If the car/frame previously has had a ton of miles, and the frame has been to the frame shop multiple times to be chained down and jacked in order to get it to hold an alignment (for a while), most likely has the MOOG upper arm "crash shafts" in it, it very well may behoove you to start over with a low mile frame, one out of something that hasn't been driven into the ground. What eventually happens in high mile heavy drivetrain '72 and earlier A bodys is the front frame crossmember fatiques. I've ran across the serious frame crossmember fatigue several times on very high mile driver GTO's and a few other A body's with factory installed big block engines.

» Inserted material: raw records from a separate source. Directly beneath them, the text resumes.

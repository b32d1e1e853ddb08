// ABOUTME: Multi-tenant yoga plan generation and safety validation engine
// ABOUTME: Library root wiring the catalog, composer, providers, store, and engine
//
// SPDX-License-Identifier: MIT OR Apache-2.0
// Copyright (c) 2025 Lotus Wellness Intelligence

//! # Lotus Plan Server
//!
//! Plan generation and safety validation engine for multi-tenant yoga
//! studios. Given a member's intake assessment, the engine produces a
//! structured multi-week practice program, validates every pose against
//! the member's stated limitations, and manages the plan's approval
//! lifecycle and usage ledgers.
//!
//! The [`engine::PlanEngine`] is the public entry point; persistence is
//! an injected [`store::PlanStore`] capability and generation strategies
//! live behind [`providers::PlanProvider`].

/// Built-in pose catalog grouped by experience tier
pub mod catalog;
/// Deterministic plan composer
pub mod composer;
/// Environment-driven configuration
pub mod config;
/// Orchestration of generation, review, and completion flows
pub mod engine;
/// Error taxonomy and result alias
pub mod errors;
/// Usage and progress ledger arithmetic
pub mod ledger;
/// Structured logging setup
pub mod logging;
/// Plan generation providers and selection policy
pub mod providers;
/// Safety validation of plans against stated limitations
pub mod safety;
/// Persistence capability and the SQLite implementation
pub mod store;
/// Approval workflow state machine
pub mod workflow;

pub use engine::PlanEngine;
pub use errors::{AppError, AppResult, ErrorCode};
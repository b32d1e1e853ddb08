// ABOUTME: Tiered, immutable pose catalog with safety metadata
// ABOUTME: Injectable reference data; tests substitute fixture catalogs
//
// SPDX-License-Identifier: MIT OR Apache-2.0
// Copyright (c) 2025 Lotus Wellness Intelligence

//! # Pose Catalog
//!
//! Static, tiered collection of pose records, each carrying
//! contraindication and benefit tags. The catalog is an explicitly
//! constructed, immutable value injected into the composer rather than a
//! module-level constant, so tests can substitute controlled fixtures.
//!
//! Lookup is read-only and deterministic, and total over the tier enum;
//! unknown tier strings already fall back to beginner at parse time.

use lotus_core::models::{ExperienceTier, Pose};

/// Poses available to one experience tier, plus the tier's fixed
/// relaxation pose used to close every cool-down.
#[derive(Debug, Clone)]
pub struct TierPoses {
    /// Ordered pose sequence for the tier
    pub poses: Vec<Pose>,
    /// Fixed relaxation pose for cool-downs
    pub relaxation: Pose,
}

/// Immutable, tiered pose catalog
#[derive(Debug, Clone)]
pub struct PoseCatalog {
    beginner: TierPoses,
    intermediate: TierPoses,
    advanced: TierPoses,
}

impl PoseCatalog {
    /// Build a catalog from explicit tier sets
    #[must_use]
    pub const fn new(beginner: TierPoses, intermediate: TierPoses, advanced: TierPoses) -> Self {
        Self {
            beginner,
            intermediate,
            advanced,
        }
    }

    /// Ordered pose sequence for a tier
    #[must_use]
    pub fn poses_for(&self, tier: ExperienceTier) -> &[Pose] {
        &self.tier(tier).poses
    }

    /// The tier's fixed relaxation pose
    #[must_use]
    pub fn relaxation_pose(&self, tier: ExperienceTier) -> &Pose {
        &self.tier(tier).relaxation
    }

    const fn tier(&self, tier: ExperienceTier) -> &TierPoses {
        match tier {
            ExperienceTier::Beginner => &self.beginner,
            ExperienceTier::Intermediate => &self.intermediate,
            ExperienceTier::Advanced => &self.advanced,
        }
    }

    /// The built-in production catalog.
    #[must_use]
    pub fn builtin() -> Self {
        Self::new(beginner_tier(), intermediate_tier(), advanced_tier())
    }
}

#[allow(clippy::too_many_arguments)]
fn pose(
    name: &str,
    sanskrit: &str,
    seconds: u32,
    tier: ExperienceTier,
    instructions: &[&str],
    modifications: &[&str],
    contraindications: &[&str],
    benefits: &[&str],
) -> Pose {
    Pose {
        name: name.to_owned(),
        sanskrit_name: Some(sanskrit.to_owned()),
        duration_seconds: Some(seconds),
        duration_breaths: None,
        instructions: instructions.iter().map(|s| (*s).to_owned()).collect(),
        modifications: modifications.iter().map(|s| (*s).to_owned()).collect(),
        contraindications: contraindications
            .iter()
            .map(|s| (*s).to_owned())
            .collect(),
        benefits: benefits.iter().map(|s| (*s).to_owned()).collect(),
        difficulty_level: tier,
    }
}

fn savasana() -> Pose {
    pose(
        "Corpse Pose",
        "Savasana",
        120,
        ExperienceTier::Beginner,
        &["Lie flat on your back", "Let the arms rest away from the body", "Release all effort"],
        &["Place a bolster under the knees"],
        &[],
        &["deep relaxation", "nervous system reset"],
    )
}

fn beginner_tier() -> TierPoses {
    TierPoses {
        poses: vec![
            pose(
                "Mountain Pose",
                "Tadasana",
                30,
                ExperienceTier::Beginner,
                &["Stand tall with feet hip-width apart", "Ground through all four corners of the feet", "Breathe deeply"],
                &["Stand with back against a wall"],
                &[],
                &["improves posture", "gentle warming", "body awareness"],
            ),
            pose(
                "Cat-Cow",
                "Marjaryasana-Bitilasana",
                60,
                ExperienceTier::Beginner,
                &["Start on hands and knees", "Alternate arching and rounding the spine with the breath"],
                &["Perform seated on a chair"],
                &["wrist injuries"],
                &["spinal mobility", "warms the back"],
            ),
            pose(
                "Downward-Facing Dog",
                "Adho Mukha Svanasana",
                45,
                ExperienceTier::Beginner,
                &["From hands and knees, lift the hips up and back", "Press the floor away through the hands"],
                &["Bend the knees generously", "Practice with forearms on a chair seat"],
                &["wrist injuries", "high blood pressure", "shoulder injuries"],
                &["full-body stretch", "builds upper body strength"],
            ),
            pose(
                "Warrior I",
                "Virabhadrasana I",
                45,
                ExperienceTier::Beginner,
                &["Step one foot forward into a lunge", "Square the hips", "Raise the arms overhead"],
                &["Shorten the stance", "Keep hands on hips"],
                &["knee injuries", "hip problems"],
                &["builds leg strength", "opens the hips"],
            ),
            pose(
                "Tree Pose",
                "Vrksasana",
                30,
                ExperienceTier::Beginner,
                &["Shift weight onto one leg", "Place the other foot on the calf or inner thigh", "Find a steady gaze point"],
                &["Keep toes on the floor", "Use a wall for support"],
                &["ankle instability"],
                &["balance", "concentration"],
            ),
            pose(
                "Child's Pose",
                "Balasana",
                60,
                ExperienceTier::Beginner,
                &["Kneel and fold forward", "Rest the forehead on the mat", "Soften the breath"],
                &["Place a cushion between heels and hips"],
                &["knee injuries", "pregnancy"],
                &["relaxation", "gentle back stretch"],
            ),
        ],
        relaxation: savasana(),
    }
}

fn intermediate_tier() -> TierPoses {
    TierPoses {
        poses: vec![
            pose(
                "Sun Salutation A",
                "Surya Namaskara A",
                90,
                ExperienceTier::Intermediate,
                &["Flow through the classical sequence", "Link each movement to one breath"],
                &["Step instead of jumping between positions"],
                &["wrist injuries", "lower back pain"],
                &["warms the whole body", "cardiovascular endurance"],
            ),
            pose(
                "Warrior II",
                "Virabhadrasana II",
                45,
                ExperienceTier::Intermediate,
                &["Open the hips to the side", "Extend the arms parallel to the floor", "Gaze over the front hand"],
                &["Shorten the stance"],
                &["knee injuries"],
                &["leg strength", "hip mobility"],
            ),
            pose(
                "Triangle Pose",
                "Trikonasana",
                45,
                ExperienceTier::Intermediate,
                &["Straighten the front leg", "Hinge at the hip and reach forward, then down"],
                &["Rest the lower hand on a block"],
                &["neck injuries", "low blood pressure"],
                &["hamstring flexibility", "side-body stretch"],
            ),
            pose(
                "Boat Pose",
                "Navasana",
                30,
                ExperienceTier::Intermediate,
                &["Balance on the sitting bones", "Lift the legs and extend the arms forward"],
                &["Keep the knees bent", "Hold behind the thighs"],
                &["lower back pain", "pregnancy"],
                &["core strength"],
            ),
            pose(
                "Bridge Pose",
                "Setu Bandha Sarvangasana",
                45,
                ExperienceTier::Intermediate,
                &["Lie on the back with knees bent", "Press into the feet and lift the hips"],
                &["Place a block under the sacrum"],
                &["neck injuries"],
                &["spinal mobility", "opens the chest"],
            ),
            pose(
                "Seated Forward Fold",
                "Paschimottanasana",
                60,
                ExperienceTier::Intermediate,
                &["Sit with legs extended", "Hinge forward from the hips over the legs"],
                &["Bend the knees", "Use a strap around the feet"],
                &["lower back pain", "hamstring tears"],
                &["hamstring flexibility", "calming"],
            ),
        ],
        relaxation: savasana(),
    }
}

fn advanced_tier() -> TierPoses {
    TierPoses {
        poses: vec![
            pose(
                "Sun Salutation B",
                "Surya Namaskara B",
                120,
                ExperienceTier::Advanced,
                &["Flow through the sequence including chair and warrior positions", "One breath per movement"],
                &[],
                &["wrist injuries", "knee injuries"],
                &["warms the whole body", "endurance", "full-body mobility"],
            ),
            pose(
                "Crow Pose",
                "Bakasana",
                20,
                ExperienceTier::Advanced,
                &["Plant the hands shoulder-width apart", "Place the knees on the upper arms", "Shift weight forward until the feet lift"],
                &["Rest the forehead on a block"],
                &["wrist injuries", "carpal tunnel", "shoulder injuries"],
                &["arm strength", "balance", "focus"],
            ),
            pose(
                "Headstand",
                "Sirsasana",
                60,
                ExperienceTier::Advanced,
                &["Interlace the fingers and cradle the head", "Walk the feet in and lift the legs with control"],
                &["Practice against a wall"],
                &["neck injuries", "high blood pressure", "glaucoma", "pregnancy"],
                &["balance", "circulation"],
            ),
            pose(
                "Wheel Pose",
                "Urdhva Dhanurasana",
                30,
                ExperienceTier::Advanced,
                &["Lie on the back, plant hands by the ears", "Press up into a full backbend"],
                &["Practice bridge pose instead"],
                &["wrist injuries", "lower back pain", "shoulder injuries"],
                &["spinal extension", "opens the chest", "energizing"],
            ),
            pose(
                "Half Moon Pose",
                "Ardha Chandrasana",
                30,
                ExperienceTier::Advanced,
                &["From triangle, shift weight onto the front leg", "Lift the back leg parallel to the floor"],
                &["Rest the lower hand on a block"],
                &["ankle instability", "low blood pressure"],
                &["balance", "leg strength", "hip mobility"],
            ),
            pose(
                "Pigeon Pose",
                "Eka Pada Rajakapotasana",
                90,
                ExperienceTier::Advanced,
                &["Bring one shin forward behind the wrists", "Extend the back leg and fold over the front shin"],
                &["Place a cushion under the front hip"],
                &["knee injuries", "hip problems"],
                &["deep hip mobility", "releases tension"],
            ),
        ],
        relaxation: savasana(),
    }
}
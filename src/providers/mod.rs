// ABOUTME: Pluggable plan generation providers behind one strategy interface
// ABOUTME: Selection policy, local deterministic composer, and the rich model path
//
// SPDX-License-Identifier: MIT OR Apache-2.0
// Copyright (c) 2025 Lotus Wellness Intelligence

//! # Plan Generation Providers
//!
//! The engine works identically whether plan content comes from a rich
//! generative model or the local deterministic composer — both sit behind
//! [`PlanProvider`]. Selection is an explicit policy function on the
//! assessment, so additional providers can be added without touching the
//! orchestrator.

use async_trait::async_trait;
use lotus_core::models::{Assessment, ExperienceTier, GenerationMetadata, PlanStructure};

use crate::errors::AppResult;

/// Local deterministic composer provider
pub mod local;
/// Model client capability behind the rich provider
pub mod model_client;
/// Rich generative provider with prompt construction and reply parsing
pub mod rich;

pub use local::LocalComposer;
pub use model_client::{HttpModelClient, ModelReply, PlanModelClient};
pub use rich::RichPlanProvider;

/// A pluggable generator of plan content.
#[async_trait]
pub trait PlanProvider: Send + Sync {
    /// Provider identifier, recorded as `model_used` in metadata
    fn name(&self) -> &str;

    /// Generate a plan structure and its metadata from an assessment.
    ///
    /// The orchestrator overwrites `generation_time_ms` with the final
    /// wall-clock value and owns the safety gate; providers report their
    /// own confidence and token cost.
    ///
    /// # Errors
    ///
    /// Returns `ProviderUnavailable` when the generation call fails,
    /// times out, or produces unparsable content.
    async fn generate(
        &self,
        assessment: &Assessment,
    ) -> AppResult<(PlanStructure, GenerationMetadata)>;
}

/// Which provider the policy selected for an assessment
#[derive(Debug, Clone, Copy, PartialEq, Eq)]
pub enum ProviderChoice {
    /// Rich external generation
    Rich,
    /// Local deterministic composer
    Local,
}

/// Provider selection policy.
///
/// The rich path handles assessments that need judgment: any stated
/// limitation, or an advanced practitioner. Everything else goes to the
/// local composer.
#[must_use]
pub fn select_provider(assessment: &Assessment) -> ProviderChoice {
    if !assessment.injuries_limitations.is_empty()
        || assessment.experience_level == ExperienceTier::Advanced
    {
        ProviderChoice::Rich
    } else {
        ProviderChoice::Local
    }
}
// ABOUTME: Shared fixtures for integration tests
// ABOUTME: In-memory store setup, assessment builders, and plan documents
//
// SPDX-License-Identifier: MIT OR Apache-2.0
// Copyright (c) 2025 Lotus Wellness Intelligence

#![allow(dead_code, clippy::unwrap_used)]

use chrono::Utc;
use lotus_core::models::{
    ApprovalWorkflow, Assessment, ExperienceTier, GenerationMetadata, Limitation, Plan, PlanUsage,
    Severity, TenantId, User, UserProgress,
};
use lotus_plan_server::catalog::PoseCatalog;
use lotus_plan_server::composer;
use lotus_plan_server::store::{PlanStore, SqliteStore};
use uuid::Uuid;

/// Fresh in-memory store with the schema applied
pub async fn setup_store() -> SqliteStore {
    let store = SqliteStore::connect("sqlite::memory:").await.unwrap();
    store.migrate().await.unwrap();
    store
}

/// A plain beginner assessment: 30-minute sessions, 3x/week, 4 weeks
pub fn beginner_assessment() -> Assessment {
    Assessment {
        experience_level: ExperienceTier::Beginner,
        primary_goals: vec!["flexibility".to_owned()],
        injuries_limitations: vec![],
        preferred_styles: vec!["hatha".to_owned()],
        session_duration: 30,
        sessions_per_week: 3,
        duration_weeks: 4,
        additional_notes: None,
    }
}

/// A wrist limitation, which several built-in beginner poses
/// contraindicate
pub fn wrist_limitation() -> Limitation {
    Limitation {
        limitation_type: "wrist".to_owned(),
        severity: Severity::Moderate,
        notes: Some("old fracture".to_owned()),
    }
}

/// Create a member record and return its id
pub async fn create_user(store: &SqliteStore, tenant: &TenantId) -> Uuid {
    let id = Uuid::new_v4();
    let now = Utc::now();
    let user = User {
        id,
        tenant_id: tenant.clone(),
        name: "Asha Rao".to_owned(),
        email: format!("{id}@example.com"),
        fitness_level: None,
        progress: UserProgress::default(),
        created_at: now,
        updated_at: now,
    };
    store.create_user(&user).await.unwrap();
    id
}

/// A complete, locally composed plan document ready to insert
pub fn composed_plan(tenant: &TenantId, user_id: Uuid) -> Plan {
    let assessment = beginner_assessment();
    let structure = composer::compose(&assessment, &PoseCatalog::builtin());
    let now = Utc::now();
    Plan {
        id: Uuid::new_v4(),
        tenant_id: tenant.clone(),
        user_id,
        title: "beginner Yoga Plan".to_owned(),
        description: "Personalized 3x/week program".to_owned(),
        plan_structure: structure,
        user_assessment: assessment,
        generation_metadata: GenerationMetadata {
            model_used: "local_composer".to_owned(),
            confidence_score: 0.95,
            generation_time_ms: 1,
            tokens_consumed: 0,
            prompt_version: "v1.0".to_owned(),
            safety_checks_passed: true,
        },
        approval_workflow: ApprovalWorkflow::default(),
        usage: PlanUsage::default(),
        created_at: now,
        updated_at: now,
    }
}
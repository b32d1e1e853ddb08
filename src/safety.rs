// ABOUTME: Safety validator cross-checking plan poses against stated limitations
// ABOUTME: Case-insensitive substring match of contraindication tags, short-circuit
//
// SPDX-License-Identifier: MIT OR Apache-2.0
// Copyright (c) 2025 Lotus Wellness Intelligence

//! # Safety Validator
//!
//! Walks every pose in a composed plan (depth-first, stable order:
//! weeks, sessions, warm-up/main/cool-down phases) against every stated
//! limitation. A pose fails when any of its contraindication tags
//! case-insensitively *contains* the limitation's type string — a
//! deliberately permissive substring match so "wrist injuries" catches a
//! stated "wrist" limitation.
//!
//! The validator only reports; the orchestrator decides that a finding
//! fails the generation outright, since contraindicated content is a
//! correctness defect, not a soft warning.

use lotus_core::models::{Assessment, PlanStructure, Pose};

/// The first offending pose/limitation pair found in a plan
#[derive(Debug, Clone, PartialEq, Eq)]
pub struct SafetyFinding {
    /// Name of the contraindicated pose
    pub pose_name: String,
    /// The matched contraindication tag on the pose
    pub contraindication: String,
    /// The limitation type that matched it
    pub limitation_type: String,
    /// Week the pose appears in (1-based)
    pub week_number: u32,
    /// Session the pose appears in (1-based, within the week)
    pub session_number: u32,
}

/// Validate a plan structure against the assessment's limitations.
///
/// Trivially passes when no limitations are stated. Short-circuits on the
/// first offending pair.
///
/// # Errors
///
/// Returns the offending [`SafetyFinding`] when any pose is
/// contraindicated for a stated limitation.
pub fn check(structure: &PlanStructure, assessment: &Assessment) -> Result<(), SafetyFinding> {
    if assessment.injuries_limitations.is_empty() {
        return Ok(());
    }

    for week in &structure.weeks {
        for session in &week.sessions {
            let phases = [
                &session.warm_up.poses,
                &session.main_sequence.poses,
                &session.cool_down.poses,
            ];
            for poses in phases {
                for pose in poses {
                    if let Some(finding) =
                        check_pose(pose, assessment, week.week_number, session.session_number)
                    {
                        return Err(finding);
                    }
                }
            }
        }
    }
    Ok(())
}

fn check_pose(
    pose: &Pose,
    assessment: &Assessment,
    week_number: u32,
    session_number: u32,
) -> Option<SafetyFinding> {
    for limitation in &assessment.injuries_limitations {
        let needle = limitation.limitation_type.to_lowercase();
        if needle.is_empty() {
            continue;
        }
        for tag in &pose.contraindications {
            if tag.to_lowercase().contains(&needle) {
                return Some(SafetyFinding {
                    pose_name: pose.name.clone(),
                    contraindication: tag.clone(),
                    limitation_type: limitation.limitation_type.clone(),
                    week_number,
                    session_number,
                });
            }
        }
    }
    None
}
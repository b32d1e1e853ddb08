// ABOUTME: Usage/progress ledger mutators applied on session completion
// ABOUTME: Monotonic counters, calendar-day streaks, and milestone achievements
//
// SPDX-License-Identifier: MIT OR Apache-2.0
// Copyright (c) 2025 Lotus Wellness Intelligence

//! # Usage/Progress Ledger
//!
//! Pure mutators applied when a session is marked complete. The store
//! wraps both sides (plan usage and user progress) in one transaction;
//! these functions only compute the new ledger values.
//!
//! Streaks advance on UTC calendar-day adjacency: same day leaves the
//! streak unchanged, the day after the previous session extends it, any
//! gap resets it to 1.

use chrono::{DateTime, Utc};
use lotus_core::models::{Achievement, PlanUsage, UserProgress};

/// Sessions-completed milestones that earn an achievement, once each
const MILESTONES: &[(u32, &str, &str)] = &[
    (1, "First Practice", "Completed your first session"),
    (10, "Ten Sessions Strong", "Completed 10 sessions"),
    (25, "Quarter Century", "Completed 25 sessions"),
    (50, "Half Century", "Completed 50 sessions"),
    (100, "Centurion", "Completed 100 sessions"),
];

/// Apply a completed session to a plan's usage ledger.
///
/// `total_sessions` is the plan's session count, used for the
/// completion-rate denominator.
pub fn apply_plan_usage(
    usage: &mut PlanUsage,
    duration_minutes: u32,
    total_sessions: u32,
    now: DateTime<Utc>,
) {
    usage.sessions_completed += 1;
    usage.total_practice_time += duration_minutes;
    usage.last_session_date = Some(now);
    if total_sessions > 0 {
        usage.completion_rate =
            (f64::from(usage.sessions_completed) / f64::from(total_sessions)).min(1.0);
    }
}

/// Apply a completed session to a user's progress ledger: counters,
/// streak, and milestone achievements.
pub fn apply_user_progress(progress: &mut UserProgress, duration_minutes: u32, now: DateTime<Utc>) {
    advance_streak(progress, now);
    progress.sessions_completed += 1;
    progress.total_minutes += duration_minutes;
    progress.last_session_date = Some(now);
    award_milestones(progress, now);
}

fn advance_streak(progress: &mut UserProgress, now: DateTime<Utc>) {
    let today = now.date_naive();
    let previous = progress.last_session_date.map(|d| d.date_naive());
    match previous {
        Some(prev) if prev == today => {}
        Some(prev) if prev.succ_opt() == Some(today) => progress.current_streak += 1,
        _ => progress.current_streak = 1,
    }
    progress.longest_streak = progress.longest_streak.max(progress.current_streak);
}

fn award_milestones(progress: &mut UserProgress, now: DateTime<Utc>) {
    for (count, name, description) in MILESTONES {
        if progress.sessions_completed == *count
            && !progress.achievements.iter().any(|a| a.name == *name)
        {
            progress.achievements.push(Achievement {
                name: (*name).to_owned(),
                earned_date: now,
                description: (*description).to_owned(),
            });
        }
    }
}
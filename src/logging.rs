// ABOUTME: Structured logging setup over tracing-subscriber
// ABOUTME: RUST_LOG-driven filtering with compact or JSON output
//
// SPDX-License-Identifier: MIT OR Apache-2.0
// Copyright (c) 2025 Lotus Wellness Intelligence

use tracing_subscriber::layer::SubscriberExt;
use tracing_subscriber::util::SubscriberInitExt;
use tracing_subscriber::{fmt, EnvFilter};

use crate::config::LogFormat;

/// Initialize the global tracing subscriber.
///
/// The filter comes from `RUST_LOG`, defaulting to `info`. Call once at
/// process startup; a second call panics inside tracing, so tests should
/// not use this.
pub fn init(format: LogFormat) {
    let filter = EnvFilter::try_from_default_env().unwrap_or_else(|_| EnvFilter::new("info"));
    let registry = tracing_subscriber::registry().with(filter);
    match format {
        LogFormat::Compact => registry.with(fmt::layer().compact()).init(),
        LogFormat::Json => registry.with(fmt::layer().json()).init(),
    }
}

If you don't mind the extra weight, you can buy one of the frame boxing kits and weld the extra steel plate sections in, not as strong as thevfactory formed HD frames, but it s an improvent in frame rigidity. With such a kit, first, investigate it thoroughly, you may need to look at where your 3/8" fuel line runs and note if any rebending or line replacement is going to be required. I've never welded a hardtop frame up with the aftermarket plate pieces, have only dealt with factory HD frames/ convert frames and center boxed areas; i.e, have even created factory HD/convert frames out of two different A body frames.

Front of the rearend mtg crossmember, you can either continue to run the very late '65-67 "4spd" braces, buy the repro versions, or buy the tubular style offered by several aftermarket companies. Would also box the upper and lower rear control arms. Factory '66 442's actually had boxed upper control arms, have a pair, and the upper rear control arms in my 455HO GT-37 had the exact same boxing installed over 40 years ago. Be careful with the extent of installing polyurethane control arm mounts in the rear suspension. I never install them in the cast upper perches on A body rears, the urethane bushings will create bind, not free movement that is needed at that point. 

What are you running for spindles?


----------



## bonneville604 (Jan 28, 2016)

I haven't decided on spindles yet, but they might be a 2" drop. Thanks for the frame info. This car has never been wrecked. I will inspect the frame after sand blasting and before powder coating to check for cracks.
Thanks


----------



## PontiacJim (Dec 29, 2012)

First off, I'm no engineer or expert on suspensions or frames or anything else you are going to see. I simply did my research, borrowed ideas, did what looked to be best & what would work for my application..........and have my fingers crossed it will work. I have a photo on my profile of the completed set-up and a little better explanation.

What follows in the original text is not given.